Indonesia's central bank held its benchmark interest rate at 7.25 percent Tuesday after recent rises, citing improved domestic conditions and the Fed's decision not to taper off its stimulus programme yet.

Bank Indonesia had lifted rates by 150 basis points since June as stocks slumped and the currency plunged due to outflows of foreign capital on fears that the US would reduce its $85 billion a month bond-buying programme.

Emerging markets worldwide were hit hard by concerns that the Federal Reserve would taper off the programme, with Indonesia's problems worsened by its own domestic economic woes.

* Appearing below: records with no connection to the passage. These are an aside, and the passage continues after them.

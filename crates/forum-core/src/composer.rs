//! Message composition: the emoji palette, the draft buffer and the picker.
//!
//! The picker never reaches into the composer on its own. Whoever opens it
//! passes the target explicitly, either the draft being edited or the message
//! being reacted to.

use uuid::Uuid;

/// Emoji offered by the picker and accepted as reactions.
pub const ALLOWED_EMOJIS: [&str; 20] = [
    "👍", "👎", "❤️", "😂", "😮", "😢", "😡", "🔥", "👏", "🎉", "💯", "😍", "🤔", "🌍", "🙄", "🚀",
    "💎", "📈", "💰", "⚡",
];

pub fn is_allowed_emoji(emoji: &str) -> bool {
    ALLOWED_EMOJIS.contains(&emoji)
}

/// Pictographic ranges screened by [`filter_emojis`].
fn is_screened(c: char) -> bool {
    matches!(
        c as u32,
        0x1F600..=0x1F64F
            | 0x1F300..=0x1F5FF
            | 0x1F680..=0x1F6FF
            | 0x1F1E0..=0x1F1FF
            | 0x2600..=0x26FF
            | 0x2700..=0x27BF
    )
}

/// Strip pictographs that are not part of the palette. Plain text passes
/// through untouched.
pub fn filter_emojis(text: &str) -> String {
    text.chars()
        .filter(|&c| !is_screened(c) || ALLOWED_EMOJIS.iter().any(|e| e.starts_with(c)))
        .collect()
}

/// Draft text with a cursor, bounded to `max_chars` characters.
#[derive(Debug, Clone)]
pub struct Composer {
    text: String,
    /// Cursor position in characters
    cursor: usize,
    max_chars: usize,
}

impl Composer {
    pub fn new(max_chars: usize) -> Self {
        Self {
            text: String::new(),
            cursor: 0,
            max_chars,
        }
    }

    pub fn text(&self) -> &str {
        &self.text
    }

    pub fn cursor(&self) -> usize {
        self.cursor
    }

    pub fn remaining(&self) -> usize {
        self.max_chars.saturating_sub(self.text.chars().count())
    }

    /// Replace the draft, truncating at the length bound; the cursor moves to the end.
    pub fn set_text(&mut self, text: &str) {
        self.text = text.chars().take(self.max_chars).collect();
        self.cursor = self.text.chars().count();
    }

    pub fn set_cursor(&mut self, cursor: usize) {
        self.cursor = cursor.min(self.text.chars().count());
    }

    /// Insert at the cursor and move the cursor past the emoji. Refused when
    /// the draft would exceed the length bound.
    pub fn insert_emoji(&mut self, emoji: &str) -> bool {
        let added = emoji.chars().count();
        if self.text.chars().count() + added > self.max_chars {
            return false;
        }
        let at = self
            .text
            .char_indices()
            .nth(self.cursor)
            .map_or(self.text.len(), |(i, _)| i);
        self.text.insert_str(at, emoji);
        self.cursor += added;
        true
    }

    /// Hand over the trimmed draft for sending and clear the buffer.
    /// An empty or whitespace-only draft stays put and yields `None`.
    pub fn take(&mut self) -> Option<String> {
        let trimmed = self.text.trim();
        if trimmed.is_empty() {
            return None;
        }
        let out = trimmed.to_string();
        self.text.clear();
        self.cursor = 0;
        Some(out)
    }
}

/// Where a picked emoji goes.
pub enum EmojiTarget<'a> {
    Draft(&'a mut Composer),
    Reaction(Uuid),
}

#[derive(Debug, Clone, PartialEq, Eq)]
pub enum PickOutcome {
    Inserted,
    /// The draft is full or the emoji is not in the palette
    Rejected,
    /// The caller should toggle this reaction
    React { message_id: Uuid, emoji: String },
}

pub struct EmojiPicker;

impl EmojiPicker {
    pub fn select(emoji: &str, target: EmojiTarget<'_>) -> PickOutcome {
        if !is_allowed_emoji(emoji) {
            return PickOutcome::Rejected;
        }
        match target {
            EmojiTarget::Draft(composer) => {
                if composer.insert_emoji(emoji) {
                    PickOutcome::Inserted
                } else {
                    PickOutcome::Rejected
                }
            }
            EmojiTarget::Reaction(message_id) => PickOutcome::React {
                message_id,
                emoji: emoji.to_string(),
            },
        }
    }
}

#[cfg(test)]
mod tests {
    use super::*;

    #[test]
    fn filter_keeps_palette_and_plain_text() {
        assert_eq!(filter_emojis("gm 🔥🚀 frens"), "gm 🔥🚀 frens");
        assert_eq!(filter_emojis("no 😴 here"), "no  here");
        assert_eq!(filter_emojis("love ❤️"), "love ❤️");
        assert_eq!(filter_emojis("ünïcödé ok"), "ünïcödé ok");
    }

    #[test]
    fn emoji_goes_in_at_the_cursor() {
        let mut c = Composer::new(300);
        c.set_text("hello world");
        c.set_cursor(5);
        assert!(c.insert_emoji("🔥"));
        assert_eq!(c.text(), "hello🔥 world");
        assert_eq!(c.cursor(), 6);
    }

    #[test]
    fn insertion_respects_the_length_bound() {
        let mut c = Composer::new(5);
        c.set_text("abcd");
        assert!(c.insert_emoji("🔥"));
        assert!(!c.insert_emoji("🔥"));
        assert_eq!(c.remaining(), 0);
    }

    #[test]
    fn take_trims_and_clears() {
        let mut c = Composer::new(300);
        c.set_text("   ");
        assert_eq!(c.take(), None);
        c.set_text("  gm  ");
        assert_eq!(c.take().as_deref(), Some("gm"));
        assert_eq!(c.text(), "");
    }

    #[test]
    fn picker_routes_to_the_given_target() {
        let mut draft = Composer::new(300);
        assert_eq!(EmojiPicker::select("🎉", EmojiTarget::Draft(&mut draft)), PickOutcome::Inserted);
        assert_eq!(draft.text(), "🎉");

        let id = Uuid::new_v4();
        assert_eq!(
            EmojiPicker::select("🔥", EmojiTarget::Reaction(id)),
            PickOutcome::React { message_id: id, emoji: "🔥".into() }
        );
        assert_eq!(EmojiPicker::select("😴", EmojiTarget::Reaction(id)), PickOutcome::Rejected);
    }
}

But Indonesia's central bank stood pat Tuesday, saying pressures on Southeast Asia's top economy had eased.

It pointed to an improvement in conditions at home and the Fed's unexpected decision last month not to reduce its bond-buying scheme.

"The pressures on the rupiah have reduced in line with easing inflation, an improvement in the trade balance as well as the delay of the Fed's tapering," bank governor Agus Martowardojo told reporters.

"Confidence has been restored."

Official data this month showed that Indonesia posted a surprise trade surplus in August of $132.4 million, from a record deficit the previous month.

Inflation eased in September to 8.40 percent from a four-year high of 8.79 percent the previous month, data showed.

The rupiah, one of the world's worst performing currencies this year, was trading at 11,540 to the dollar on Tuesday, Dow Jones Newswires reported.

It has gained 0.6 percent against the dollar since the Fed's decision not to cut back on its massive bond-buying programme, according to Dow Jones.